THE TASK: Read through the data and count the lines that contain the string "Serialize"; give only the result.

AVAILABLE RECORDS:
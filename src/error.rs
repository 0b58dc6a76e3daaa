//! Contains the `Error` and `Result` types that `mongodb-core` uses.

pub(crate) mod bulk_write;

#[cfg(test)]
mod test;

use std::{collections::HashSet, fmt, sync::Arc};

use serde::{Deserialize, Serialize};
use thiserror::Error;

use crate::{bson::Document, linq::UnsupportedExpressionError, sdam::ServerType};

pub use bulk_write::{BulkWriteOperationError, BulkWriteOperationWriteError, ServerErrorCategory};

const RECOVERING_CODES: [i32; 5] = [11600, 11602, 13436, 189, 91];
const NOTWRITABLEPRIMARY_CODES: [i32; 3] = [10107, 13435, 10058];
const RETRYABLE_READ_CODES: [i32; 13] = [
    11600, 11602, 10107, 13435, 13436, 189, 91, 7, 6, 89, 9001, 134, 262,
];
const RETRYABLE_WRITE_CODES: [i32; 12] = [
    11600, 11602, 10107, 13435, 13436, 189, 91, 7, 6, 89, 9001, 262,
];
pub(crate) const CURSOR_NOT_FOUND_CODE: i32 = 43;

/// Retryable write error label. This label will be added to an error when the error is
/// write-retryable.
pub const RETRYABLE_WRITE_ERROR: &str = "RetryableWriteError";
/// Transient transaction error label. This label will be added to a network error that occurs
/// during a transaction.
pub const TRANSIENT_TRANSACTION_ERROR: &str = "TransientTransactionError";
/// Label the server attaches when a failed attempt is known not to have written anything.
pub const NO_WRITES_PERFORMED: &str = "NoWritesPerformed";

/// The result type for all methods that can return an error in the `mongodb-core` crate.
pub type Result<T> = std::result::Result<T, Error>;

/// An error that can occur in the `mongodb-core` crate. The inner
/// [`ErrorKind`](enum.ErrorKind.html) is wrapped in a `Box` to keep the error cheap to move.
#[derive(Clone, Debug, Error)]
#[error("Kind: {kind}, labels: {labels:?}, source: {source:?}")]
#[non_exhaustive]
pub struct Error {
    /// The type of error that occurred.
    pub kind: Box<ErrorKind>,

    labels: HashSet<String>,

    pub(crate) wire_version: Option<i32>,

    #[source]
    pub(crate) source: Option<Box<Error>>,
}

impl Error {
    pub(crate) fn new(kind: ErrorKind, labels: Option<impl IntoIterator<Item = String>>) -> Self {
        let mut labels: HashSet<String> = labels
            .map(|labels| labels.into_iter().collect())
            .unwrap_or_default();
        if let Some(wc) = kind.get_write_concern_error() {
            labels.extend(wc.labels.clone());
        }
        Self {
            kind: Box::new(kind),
            labels,
            wire_version: None,
            source: None,
        }
    }

    pub(crate) fn internal(message: impl Into<String>) -> Error {
        ErrorKind::Internal {
            message: message.into(),
        }
        .into()
    }

    pub(crate) fn invalid_response(message: impl Into<String>) -> Error {
        ErrorKind::InvalidResponse {
            message: message.into(),
        }
        .into()
    }

    pub(crate) fn invalid_argument(message: impl Into<String>) -> Error {
        ErrorKind::InvalidArgument {
            message: message.into(),
        }
        .into()
    }

    pub(crate) fn cancelled() -> Error {
        ErrorKind::Cancelled.into()
    }

    /// Construct a generic network timeout error.
    #[cfg(test)]
    pub(crate) fn network_timeout() -> Error {
        ErrorKind::Io(Arc::new(std::io::ErrorKind::TimedOut.into())).into()
    }

    pub(crate) fn is_state_change_error(&self) -> bool {
        self.is_recovering() || self.is_notwritableprimary()
    }

    pub(crate) fn is_cancelled(&self) -> bool {
        matches!(self.kind.as_ref(), ErrorKind::Cancelled)
    }

    pub(crate) fn is_cursor_not_found(&self) -> bool {
        matches!(self.kind.as_ref(), ErrorKind::CursorNotFound { .. })
            || self.sdam_code() == Some(CURSOR_NOT_FOUND_CODE)
    }

    /// Whether a read operation should be retried if this error occurs.
    pub(crate) fn is_read_retryable(&self) -> bool {
        if self.is_network_error() || self.is_state_change_error() {
            return true;
        }
        match self.sdam_code() {
            Some(code) => RETRYABLE_READ_CODES.contains(&code),
            None => false,
        }
    }

    pub(crate) fn is_write_retryable(&self) -> bool {
        self.contains_label(RETRYABLE_WRITE_ERROR)
    }

    pub(crate) fn is_write_concern_error(&self) -> bool {
        matches!(
            *self.kind,
            ErrorKind::Write(WriteFailure::WriteConcernError(_))
        )
    }

    /// Whether a "RetryableWriteError" label should be added to this error. If max_wire_version
    /// indicates a 4.4+ server, a label should only be added if the error is a network error.
    /// Otherwise, a label should be added if the error is a network error or the error code
    /// matches one of the retryable write codes.
    pub(crate) fn should_add_retryable_write_label(
        &self,
        max_wire_version: i32,
        server_type: Option<ServerType>,
    ) -> bool {
        if max_wire_version > 8 {
            return self.is_network_error();
        }
        if self.is_network_error() {
            return true;
        }

        if server_type == Some(ServerType::Mongos) && self.is_write_concern_error() {
            return false;
        }

        match &self.sdam_code() {
            Some(code) => RETRYABLE_WRITE_CODES.contains(code),
            None => false,
        }
    }

    /// Whether an error originated from the server.
    #[cfg(test)]
    pub(crate) fn is_server_error(&self) -> bool {
        matches!(
            self.kind.as_ref(),
            ErrorKind::BulkWrite(_)
                | ErrorKind::Command(_)
                | ErrorKind::Write(_)
                | ErrorKind::CursorNotFound { .. }
        )
    }

    /// Returns the labels for this error.
    pub fn labels(&self) -> &HashSet<String> {
        &self.labels
    }

    /// Whether this error contains the specified label.
    pub fn contains_label<T: AsRef<str>>(&self, label: T) -> bool {
        let label = label.as_ref();
        self.labels().contains(label)
            || self
                .source
                .as_ref()
                .map(|source| source.contains_label(label))
                .unwrap_or(false)
    }

    /// Adds the given label to this error.
    pub(crate) fn add_label<T: AsRef<str>>(&mut self, label: T) {
        let label = label.as_ref().to_string();
        self.labels.insert(label);
    }

    /// Whether this error was caused by the transport rather than the server.
    pub fn is_network_error(&self) -> bool {
        matches!(
            self.kind.as_ref(),
            ErrorKind::Io(..) | ErrorKind::ConnectionPoolCleared { .. }
        )
    }

    /// Gets the code from this error for performing SDAM updates, if applicable.
    /// Any codes contained in WriteErrors are ignored.
    pub(crate) fn sdam_code(&self) -> Option<i32> {
        match self.kind.as_ref() {
            ErrorKind::Command(command_error) => Some(command_error.code),
            ErrorKind::Write(WriteFailure::WriteConcernError(wc_error)) => Some(wc_error.code),
            ErrorKind::BulkWrite(BulkWriteOperationError {
                write_concern_error: Some(wc_error),
                ..
            }) => Some(wc_error.code),
            ErrorKind::CursorNotFound { .. } => Some(CURSOR_NOT_FOUND_CODE),
            _ => None,
        }
        .or_else(|| self.source.as_ref().and_then(|s| s.sdam_code()))
    }

    /// Gets the code from this error.
    pub fn code(&self) -> Option<i32> {
        self.sdam_code()
    }

    /// If this error corresponds to a "not writable primary" error for server discovery.
    pub(crate) fn is_notwritableprimary(&self) -> bool {
        self.sdam_code()
            .map(|code| NOTWRITABLEPRIMARY_CODES.contains(&code))
            .unwrap_or(false)
    }

    /// If this error corresponds to a "node is recovering" error for server discovery.
    pub(crate) fn is_recovering(&self) -> bool {
        self.sdam_code()
            .map(|code| RECOVERING_CODES.contains(&code))
            .unwrap_or(false)
    }

    #[cfg(test)]
    pub(crate) fn is_invalid_argument(&self) -> bool {
        matches!(self.kind.as_ref(), ErrorKind::InvalidArgument { .. })
    }

    pub(crate) fn with_source<E: Into<Option<Error>>>(mut self, source: E) -> Self {
        self.source = source.into().map(Box::new);
        self
    }
}

impl<E> From<E> for Error
where
    ErrorKind: From<E>,
{
    fn from(err: E) -> Self {
        Error::new(err.into(), None::<Option<String>>)
    }
}

impl From<crate::bson::de::Error> for ErrorKind {
    fn from(err: crate::bson::de::Error) -> Self {
        Self::BsonDeserialization(err)
    }
}

impl From<crate::bson::ser::Error> for ErrorKind {
    fn from(err: crate::bson::ser::Error) -> Self {
        Self::BsonSerialization(err)
    }
}

impl From<crate::bson::document::ValueAccessError> for ErrorKind {
    fn from(err: crate::bson::document::ValueAccessError) -> Self {
        Self::BsonDeserialization(serde::de::Error::custom(err))
    }
}

impl From<std::io::Error> for ErrorKind {
    fn from(err: std::io::Error) -> Self {
        Self::Io(Arc::new(err))
    }
}

impl From<std::io::ErrorKind> for ErrorKind {
    fn from(err: std::io::ErrorKind) -> Self {
        Self::Io(Arc::new(err.into()))
    }
}

impl From<UnsupportedExpressionError> for ErrorKind {
    fn from(err: UnsupportedExpressionError) -> Self {
        Self::UnsupportedExpression(err)
    }
}

/// The types of errors that can occur.
#[allow(missing_docs)]
#[derive(Clone, Debug, Error)]
#[non_exhaustive]
pub enum ErrorKind {
    /// An invalid argument was provided.
    #[error("An invalid argument was provided: {message}")]
    #[non_exhaustive]
    InvalidArgument { message: String },

    /// Wrapper around `bson::de::Error`.
    #[error("{0}")]
    BsonDeserialization(crate::bson::de::Error),

    /// Wrapper around `bson::ser::Error`.
    #[error("{0}")]
    BsonSerialization(crate::bson::ser::Error),

    /// One or more requests of a mixed bulk write failed.
    #[error("An error occurred when executing a bulk write: {0:?}")]
    BulkWrite(BulkWriteOperationError),

    /// The server returned an error to an attempted operation.
    #[error("Command failed: {0}")]
    Command(CommandError),

    /// The server no longer knows about the cursor a `getMore` or `killCursors` targeted.
    #[error("Cursor {cursor_id} not found on server {server}")]
    #[non_exhaustive]
    CursorNotFound { cursor_id: i64, server: String },

    /// A cursor was used after it had been closed.
    #[error("The cursor has already been closed")]
    CursorClosed,

    /// The operation was cancelled through its cancellation token.
    #[error("The operation was cancelled")]
    Cancelled,

    /// A query expression could not be translated into an aggregation pipeline.
    #[error("{0}")]
    UnsupportedExpression(UnsupportedExpressionError),

    #[error("Internal error: {message}")]
    #[non_exhaustive]
    Internal { message: String },

    /// Wrapper around [`std::io::Error`](https://doc.rust-lang.org/std/io/struct.Error.html).
    #[error("I/O error: {0}")]
    Io(Arc<std::io::Error>),

    /// The connection pool for a server was cleared during operation execution due to
    /// a concurrent error, causing the operation to fail.
    #[error("{message}")]
    #[non_exhaustive]
    ConnectionPoolCleared { message: String },

    /// The server returned an invalid reply to a database operation.
    #[error("The server returned an invalid reply to a database operation: {message}")]
    #[non_exhaustive]
    InvalidResponse { message: String },

    /// No suitable server could be found for the operation.
    #[error("{message}")]
    #[non_exhaustive]
    ServerSelection { message: String },

    /// An error occurred when trying to execute a write operation.
    #[error("An error occurred when trying to execute a write operation: {0:?}")]
    Write(WriteFailure),
}

impl ErrorKind {
    fn get_write_concern_error(&self) -> Option<&WriteConcernError> {
        match self {
            ErrorKind::Write(WriteFailure::WriteConcernError(err)) => Some(err),
            ErrorKind::BulkWrite(err) => err.write_concern_error.as_ref(),
            _ => None,
        }
    }
}

/// An error that occurred due to a database command failing.
#[derive(Clone, Debug, Serialize, Deserialize, PartialEq)]
#[non_exhaustive]
pub struct CommandError {
    /// Identifies the type of error.
    pub code: i32,

    /// The name associated with the error code.
    #[serde(rename = "codeName", default)]
    pub code_name: String,

    /// A description of the error that occurred.
    #[serde(rename = "errmsg", default = "String::new")]
    pub message: String,
}

impl fmt::Display for CommandError {
    fn fmt(&self, fmt: &mut fmt::Formatter) -> fmt::Result {
        write!(
            fmt,
            "Error code {} ({}): {}",
            self.code, self.code_name, self.message
        )
    }
}

/// An error that occurred due to not being able to satisfy a write concern.
#[derive(Clone, Debug, Serialize, Deserialize, PartialEq)]
#[non_exhaustive]
pub struct WriteConcernError {
    /// Identifies the type of write concern error.
    pub code: i32,

    /// The name associated with the error code.
    #[serde(rename = "codeName", default)]
    pub code_name: String,

    /// A description of the error that occurred.
    #[serde(alias = "errmsg", default = "String::new")]
    pub message: String,

    /// A document identifying the write concern setting related to the error.
    #[serde(rename = "errInfo")]
    pub details: Option<Document>,

    /// Labels categorizing the error.
    #[serde(rename = "errorLabels", default)]
    pub(crate) labels: Vec<String>,
}

/// A write error as reported inside a write command reply, indexed relative to the command's
/// own list of statements.
#[derive(Debug, PartialEq, Clone, Serialize, Deserialize)]
#[non_exhaustive]
pub struct IndexedWriteError {
    /// Index into the command's statements that this error corresponds to.
    #[serde(default)]
    pub index: usize,

    /// Identifies the type of write error.
    pub code: i32,

    /// The name associated with the error code.
    #[serde(rename = "codeName", default)]
    pub code_name: Option<String>,

    /// A description of the error that occurred.
    #[serde(rename = "errmsg", default = "String::new")]
    pub message: String,

    /// A document providing more information about the write error.
    #[serde(rename = "errInfo")]
    pub details: Option<Document>,
}

/// An error that occurred when trying to execute a write operation.
#[derive(Clone, Debug, Serialize, Deserialize)]
#[non_exhaustive]
pub enum WriteFailure {
    /// An error that occurred due to not being able to satisfy a write concern.
    WriteConcernError(WriteConcernError),
}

TASK RESPONSE: 5